TASK BRIEF
Restate the entries word for word, omitting nothing.

DATA SHOWN
use std::sync::Arc;
use std::time::Duration;

use api::settings::Documents;
use api::{Backend, CredentialStore, DocumentPaths, Notifiers, Roster, Settings, ThemeService};

use crate::error::StartupError;

pub struct AppState {
    pub roster: Roster<Backend>,
    pub credentials: CredentialStore<Backend, Notifiers>,
    pub theme: ThemeService<Backend>,
}

pub type SharedState = Arc<AppState>;

impl AppState {
    pub fn from_settings(settings: &Settings) -> Result<SharedState, StartupError> {
        let backend = Backend::from_settings(&settings.store)?;
        let notifier = Notifiers::from_settings(&settings.notify)?;
        Ok(Self::new(
            backend,
            &settings.documents,
            Duration::from_secs(settings.cache.ttl_secs),
            &settings.auth.bootstrap_admin,
            notifier,
        ))
    }

    /// All services share one backend.
    pub fn new(
        backend: Backend,
        documents: &Documents,
        cache_ttl: Duration,
        bootstrap_admin: &str,
        notifier: Notifiers,
    ) -> SharedState {
        Arc::new(Self {
            roster: Roster::new(backend.clone(), DocumentPaths::from(documents), cache_ttl),
            credentials: CredentialStore::new(
                backend.clone(),
                documents.users.clone(),
                bootstrap_admin,
                notifier,
            ),
            theme: ThemeService::new(backend, documents.theme.clone()),
        })
    }
}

SOLUTION BELOW
use std::sync::Arc;
use std::time::Duration;

use api::settings::Documents;
use api::{Backend, CredentialStore, DocumentPaths, Notifiers, Roster, Settings, ThemeService};

use crate::error::StartupError;

pub struct AppState {
    pub roster: Roster<Backend>,
    pub credentials: CredentialStore<Backend, Notifiers>,
    pub theme: ThemeService<Backend>,
}

pub type SharedState = Arc<AppState>;

impl AppState {
    pub fn from_settings(settings: &Settings) -> Result<SharedState, StartupError> {
        let backend = Backend::from_settings(&settings.store)?;
        let notifier = Notifiers::from_settings(&settings.notify)?;
        Ok(Self::new(
            backend,
            &settings.documents,
            Duration::from_secs(settings.cache.ttl_secs),
            &settings.auth.bootstrap_admin,
            notifier,
        ))
    }

    /// All services share one backend.
    pub fn new(
        backend: Backend,
        documents: &Documents,
        cache_ttl: Duration,
        bootstrap_admin: &str,
        notifier: Notifiers,
    ) -> SharedState {
        Arc::new(Self {
            roster: Roster::new(backend.clone(), DocumentPaths::from(documents), cache_ttl),
            credentials: CredentialStore::new(
                backend.clone(),
                documents.users.clone(),
                bootstrap_admin,
                notifier,
            ),
            theme: ThemeService::new(backend, documents.theme.clone()),
        })
    }
}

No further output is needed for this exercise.